## Excerpted data
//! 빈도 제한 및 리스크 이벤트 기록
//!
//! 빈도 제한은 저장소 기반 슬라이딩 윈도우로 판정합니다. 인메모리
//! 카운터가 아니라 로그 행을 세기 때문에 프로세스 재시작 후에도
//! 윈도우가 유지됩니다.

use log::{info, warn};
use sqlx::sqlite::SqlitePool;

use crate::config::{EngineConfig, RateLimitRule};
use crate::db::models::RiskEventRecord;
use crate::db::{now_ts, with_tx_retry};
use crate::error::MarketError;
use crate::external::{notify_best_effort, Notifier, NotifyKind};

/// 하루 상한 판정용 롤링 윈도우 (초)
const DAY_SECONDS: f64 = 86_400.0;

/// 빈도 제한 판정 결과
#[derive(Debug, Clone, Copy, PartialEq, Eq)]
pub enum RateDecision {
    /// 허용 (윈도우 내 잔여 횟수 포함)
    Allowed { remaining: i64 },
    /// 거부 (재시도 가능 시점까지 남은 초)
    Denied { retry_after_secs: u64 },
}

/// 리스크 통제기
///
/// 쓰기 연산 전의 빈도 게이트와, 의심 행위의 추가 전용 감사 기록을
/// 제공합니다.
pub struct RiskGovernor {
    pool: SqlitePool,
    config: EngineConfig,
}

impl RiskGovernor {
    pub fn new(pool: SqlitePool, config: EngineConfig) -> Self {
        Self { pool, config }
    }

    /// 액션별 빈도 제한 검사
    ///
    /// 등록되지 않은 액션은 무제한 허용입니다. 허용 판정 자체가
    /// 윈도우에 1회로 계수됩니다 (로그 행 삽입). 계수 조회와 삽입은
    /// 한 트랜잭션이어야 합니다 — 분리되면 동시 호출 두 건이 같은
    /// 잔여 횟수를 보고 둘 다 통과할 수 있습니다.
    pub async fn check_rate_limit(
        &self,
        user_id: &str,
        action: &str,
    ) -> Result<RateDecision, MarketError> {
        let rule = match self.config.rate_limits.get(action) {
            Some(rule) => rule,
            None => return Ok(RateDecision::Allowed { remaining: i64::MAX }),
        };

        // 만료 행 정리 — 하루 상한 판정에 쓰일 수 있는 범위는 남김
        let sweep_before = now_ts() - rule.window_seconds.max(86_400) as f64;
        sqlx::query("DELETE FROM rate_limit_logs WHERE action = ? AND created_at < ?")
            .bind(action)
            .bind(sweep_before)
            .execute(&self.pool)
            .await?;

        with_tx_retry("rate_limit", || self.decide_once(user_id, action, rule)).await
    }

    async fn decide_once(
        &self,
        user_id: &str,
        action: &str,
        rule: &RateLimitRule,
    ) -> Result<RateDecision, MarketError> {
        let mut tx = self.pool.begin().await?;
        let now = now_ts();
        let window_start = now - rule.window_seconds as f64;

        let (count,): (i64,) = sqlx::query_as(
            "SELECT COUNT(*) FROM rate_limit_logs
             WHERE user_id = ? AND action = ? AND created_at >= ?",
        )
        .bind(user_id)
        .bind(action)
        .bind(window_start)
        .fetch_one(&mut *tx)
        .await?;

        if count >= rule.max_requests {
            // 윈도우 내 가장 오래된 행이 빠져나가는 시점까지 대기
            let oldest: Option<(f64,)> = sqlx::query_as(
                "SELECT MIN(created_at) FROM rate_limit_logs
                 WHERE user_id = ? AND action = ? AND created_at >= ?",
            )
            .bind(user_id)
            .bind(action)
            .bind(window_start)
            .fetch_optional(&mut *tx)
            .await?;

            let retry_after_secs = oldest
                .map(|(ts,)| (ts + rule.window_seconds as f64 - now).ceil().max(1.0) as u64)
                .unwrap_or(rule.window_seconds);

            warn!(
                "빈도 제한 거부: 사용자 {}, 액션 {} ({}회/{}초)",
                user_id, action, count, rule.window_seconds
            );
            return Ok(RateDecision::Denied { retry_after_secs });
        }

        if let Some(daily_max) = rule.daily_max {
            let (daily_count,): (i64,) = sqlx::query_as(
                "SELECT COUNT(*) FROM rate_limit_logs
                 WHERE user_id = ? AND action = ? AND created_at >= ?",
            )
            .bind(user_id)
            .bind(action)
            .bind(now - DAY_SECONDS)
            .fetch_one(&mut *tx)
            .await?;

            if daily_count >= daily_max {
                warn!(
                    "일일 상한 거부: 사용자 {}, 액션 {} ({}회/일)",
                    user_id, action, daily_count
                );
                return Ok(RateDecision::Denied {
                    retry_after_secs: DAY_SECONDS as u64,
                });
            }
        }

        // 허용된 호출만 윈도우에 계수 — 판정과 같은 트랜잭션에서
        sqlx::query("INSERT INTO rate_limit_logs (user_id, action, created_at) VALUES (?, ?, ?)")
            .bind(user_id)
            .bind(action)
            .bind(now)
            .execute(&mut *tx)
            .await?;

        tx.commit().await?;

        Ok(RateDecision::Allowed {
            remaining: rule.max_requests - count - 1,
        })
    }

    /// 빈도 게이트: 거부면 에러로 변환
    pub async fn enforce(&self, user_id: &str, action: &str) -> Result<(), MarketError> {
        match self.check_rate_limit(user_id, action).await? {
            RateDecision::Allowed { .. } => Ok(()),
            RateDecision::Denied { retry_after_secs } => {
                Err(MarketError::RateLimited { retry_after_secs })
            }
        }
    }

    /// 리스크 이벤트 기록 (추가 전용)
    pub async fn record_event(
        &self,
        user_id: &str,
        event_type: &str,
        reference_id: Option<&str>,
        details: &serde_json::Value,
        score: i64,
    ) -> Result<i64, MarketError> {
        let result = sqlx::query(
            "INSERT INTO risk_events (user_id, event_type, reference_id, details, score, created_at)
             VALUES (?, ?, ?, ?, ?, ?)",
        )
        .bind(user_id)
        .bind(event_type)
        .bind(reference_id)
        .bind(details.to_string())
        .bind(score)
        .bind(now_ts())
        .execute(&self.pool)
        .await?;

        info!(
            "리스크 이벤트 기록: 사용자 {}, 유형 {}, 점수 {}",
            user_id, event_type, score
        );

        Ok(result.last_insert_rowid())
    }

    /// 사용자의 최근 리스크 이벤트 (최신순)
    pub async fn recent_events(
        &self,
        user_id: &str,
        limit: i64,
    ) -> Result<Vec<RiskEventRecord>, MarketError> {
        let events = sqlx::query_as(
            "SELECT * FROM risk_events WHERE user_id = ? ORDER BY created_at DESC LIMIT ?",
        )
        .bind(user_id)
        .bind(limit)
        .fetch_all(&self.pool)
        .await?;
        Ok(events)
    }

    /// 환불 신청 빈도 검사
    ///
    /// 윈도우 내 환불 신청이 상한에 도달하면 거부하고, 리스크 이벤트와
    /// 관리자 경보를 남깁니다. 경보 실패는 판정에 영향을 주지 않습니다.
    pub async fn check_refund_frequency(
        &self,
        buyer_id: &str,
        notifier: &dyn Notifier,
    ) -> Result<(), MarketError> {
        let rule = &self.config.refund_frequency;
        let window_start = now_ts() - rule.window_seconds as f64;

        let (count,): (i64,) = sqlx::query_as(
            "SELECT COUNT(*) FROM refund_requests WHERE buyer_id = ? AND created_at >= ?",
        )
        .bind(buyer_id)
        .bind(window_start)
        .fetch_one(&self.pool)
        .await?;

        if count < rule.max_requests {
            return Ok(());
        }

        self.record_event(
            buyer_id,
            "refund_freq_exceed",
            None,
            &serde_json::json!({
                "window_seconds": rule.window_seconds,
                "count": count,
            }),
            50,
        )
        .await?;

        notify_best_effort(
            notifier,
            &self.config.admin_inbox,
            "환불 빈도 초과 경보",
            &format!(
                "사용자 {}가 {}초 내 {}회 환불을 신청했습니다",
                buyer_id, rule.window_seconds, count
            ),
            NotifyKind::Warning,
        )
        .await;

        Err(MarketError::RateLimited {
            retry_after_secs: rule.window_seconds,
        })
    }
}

## Try it
Repeat the data exactly. Omit nothing.

## Solution to this task
//! 빈도 제한 및 리스크 이벤트 기록
//!
//! 빈도 제한은 저장소 기반 슬라이딩 윈도우로 판정합니다. 인메모리
//! 카운터가 아니라 로그 행을 세기 때문에 프로세스 재시작 후에도
//! 윈도우가 유지됩니다.

use log::{info, warn};
use sqlx::sqlite::SqlitePool;

use crate::config::{EngineConfig, RateLimitRule};
use crate::db::models::RiskEventRecord;
use crate::db::{now_ts, with_tx_retry};
use crate::error::MarketError;
use crate::external::{notify_best_effort, Notifier, NotifyKind};

/// 하루 상한 판정용 롤링 윈도우 (초)
const DAY_SECONDS: f64 = 86_400.0;

/// 빈도 제한 판정 결과
#[derive(Debug, Clone, Copy, PartialEq, Eq)]
pub enum RateDecision {
    /// 허용 (윈도우 내 잔여 횟수 포함)
    Allowed { remaining: i64 },
    /// 거부 (재시도 가능 시점까지 남은 초)
    Denied { retry_after_secs: u64 },
}

/// 리스크 통제기
///
/// 쓰기 연산 전의 빈도 게이트와, 의심 행위의 추가 전용 감사 기록을
/// 제공합니다.
pub struct RiskGovernor {
    pool: SqlitePool,
    config: EngineConfig,
}

impl RiskGovernor {
    pub fn new(pool: SqlitePool, config: EngineConfig) -> Self {
        Self { pool, config }
    }

    /// 액션별 빈도 제한 검사
    ///
    /// 등록되지 않은 액션은 무제한 허용입니다. 허용 판정 자체가
    /// 윈도우에 1회로 계수됩니다 (로그 행 삽입). 계수 조회와 삽입은
    /// 한 트랜잭션이어야 합니다 — 분리되면 동시 호출 두 건이 같은
    /// 잔여 횟수를 보고 둘 다 통과할 수 있습니다.
    pub async fn check_rate_limit(
        &self,
        user_id: &str,
        action: &str,
    ) -> Result<RateDecision, MarketError> {
        let rule = match self.config.rate_limits.get(action) {
            Some(rule) => rule,
            None => return Ok(RateDecision::Allowed { remaining: i64::MAX }),
        };

        // 만료 행 정리 — 하루 상한 판정에 쓰일 수 있는 범위는 남김
        let sweep_before = now_ts() - rule.window_seconds.max(86_400) as f64;
        sqlx::query("DELETE FROM rate_limit_logs WHERE action = ? AND created_at < ?")
            .bind(action)
            .bind(sweep_before)
            .execute(&self.pool)
            .await?;

        with_tx_retry("rate_limit", || self.decide_once(user_id, action, rule)).await
    }

    async fn decide_once(
        &self,
        user_id: &str,
        action: &str,
        rule: &RateLimitRule,
    ) -> Result<RateDecision, MarketError> {
        let mut tx = self.pool.begin().await?;
        let now = now_ts();
        let window_start = now - rule.window_seconds as f64;

        let (count,): (i64,) = sqlx::query_as(
            "SELECT COUNT(*) FROM rate_limit_logs
             WHERE user_id = ? AND action = ? AND created_at >= ?",
        )
        .bind(user_id)
        .bind(action)
        .bind(window_start)
        .fetch_one(&mut *tx)
        .await?;

        if count >= rule.max_requests {
            // 윈도우 내 가장 오래된 행이 빠져나가는 시점까지 대기
            let oldest: Option<(f64,)> = sqlx::query_as(
                "SELECT MIN(created_at) FROM rate_limit_logs
                 WHERE user_id = ? AND action = ? AND created_at >= ?",
            )
            .bind(user_id)
            .bind(action)
            .bind(window_start)
            .fetch_optional(&mut *tx)
            .await?;

            let retry_after_secs = oldest
                .map(|(ts,)| (ts + rule.window_seconds as f64 - now).ceil().max(1.0) as u64)
                .unwrap_or(rule.window_seconds);

            warn!(
                "빈도 제한 거부: 사용자 {}, 액션 {} ({}회/{}초)",
                user_id, action, count, rule.window_seconds
            );
            return Ok(RateDecision::Denied { retry_after_secs });
        }

        if let Some(daily_max) = rule.daily_max {
            let (daily_count,): (i64,) = sqlx::query_as(
                "SELECT COUNT(*) FROM rate_limit_logs
                 WHERE user_id = ? AND action = ? AND created_at >= ?",
            )
            .bind(user_id)
            .bind(action)
            .bind(now - DAY_SECONDS)
            .fetch_one(&mut *tx)
            .await?;

            if daily_count >= daily_max {
                warn!(
                    "일일 상한 거부: 사용자 {}, 액션 {} ({}회/일)",
                    user_id, action, daily_count
                );
                return Ok(RateDecision::Denied {
                    retry_after_secs: DAY_SECONDS as u64,
                });
            }
        }

        // 허용된 호출만 윈도우에 계수 — 판정과 같은 트랜잭션에서
        sqlx::query("INSERT INTO rate_limit_logs (user_id, action, created_at) VALUES (?, ?, ?)")
            .bind(user_id)
            .bind(action)
            .bind(now)
            .execute(&mut *tx)
            .await?;

        tx.commit().await?;

        Ok(RateDecision::Allowed {
            remaining: rule.max_requests - count - 1,
        })
    }

    /// 빈도 게이트: 거부면 에러로 변환
    pub async fn enforce(&self, user_id: &str, action: &str) -> Result<(), MarketError> {
        match self.check_rate_limit(user_id, action).await? {
            RateDecision::Allowed { .. } => Ok(()),
            RateDecision::Denied { retry_after_secs } => {
                Err(MarketError::RateLimited { retry_after_secs })
            }
        }
    }

    /// 리스크 이벤트 기록 (추가 전용)
    pub async fn record_event(
        &self,
        user_id: &str,
        event_type: &str,
        reference_id: Option<&str>,
        details: &serde_json::Value,
        score: i64,
    ) -> Result<i64, MarketError> {
        let result = sqlx::query(
            "INSERT INTO risk_events (user_id, event_type, reference_id, details, score, created_at)
             VALUES (?, ?, ?, ?, ?, ?)",
        )
        .bind(user_id)
        .bind(event_type)
        .bind(reference_id)
        .bind(details.to_string())
        .bind(score)
        .bind(now_ts())
        .execute(&self.pool)
        .await?;

        info!(
            "리스크 이벤트 기록: 사용자 {}, 유형 {}, 점수 {}",
            user_id, event_type, score
        );

        Ok(result.last_insert_rowid())
    }

    /// 사용자의 최근 리스크 이벤트 (최신순)
    pub async fn recent_events(
        &self,
        user_id: &str,
        limit: i64,
    ) -> Result<Vec<RiskEventRecord>, MarketError> {
        let events = sqlx::query_as(
            "SELECT * FROM risk_events WHERE user_id = ? ORDER BY created_at DESC LIMIT ?",
        )
        .bind(user_id)
        .bind(limit)
        .fetch_all(&self.pool)
        .await?;
        Ok(events)
    }

    /// 환불 신청 빈도 검사
    ///
    /// 윈도우 내 환불 신청이 상한에 도달하면 거부하고, 리스크 이벤트와
    /// 관리자 경보를 남깁니다. 경보 실패는 판정에 영향을 주지 않습니다.
    pub async fn check_refund_frequency(
        &self,
        buyer_id: &str,
        notifier: &dyn Notifier,
    ) -> Result<(), MarketError> {
        let rule = &self.config.refund_frequency;
        let window_start = now_ts() - rule.window_seconds as f64;

        let (count,): (i64,) = sqlx::query_as(
            "SELECT COUNT(*) FROM refund_requests WHERE buyer_id = ? AND created_at >= ?",
        )
        .bind(buyer_id)
        .bind(window_start)
        .fetch_one(&self.pool)
        .await?;

        if count < rule.max_requests {
            return Ok(());
        }

        self.record_event(
            buyer_id,
            "refund_freq_exceed",
            None,
            &serde_json::json!({
                "window_seconds": rule.window_seconds,
                "count": count,
            }),
            50,
        )
        .await?;

        notify_best_effort(
            notifier,
            &self.config.admin_inbox,
            "환불 빈도 초과 경보",
            &format!(
                "사용자 {}가 {}초 내 {}회 환불을 신청했습니다",
                buyer_id, rule.window_seconds, count
            ),
            NotifyKind::Warning,
        )
        .await;

        Err(MarketError::RateLimited {
            retry_after_secs: rule.window_seconds,
        })
    }
}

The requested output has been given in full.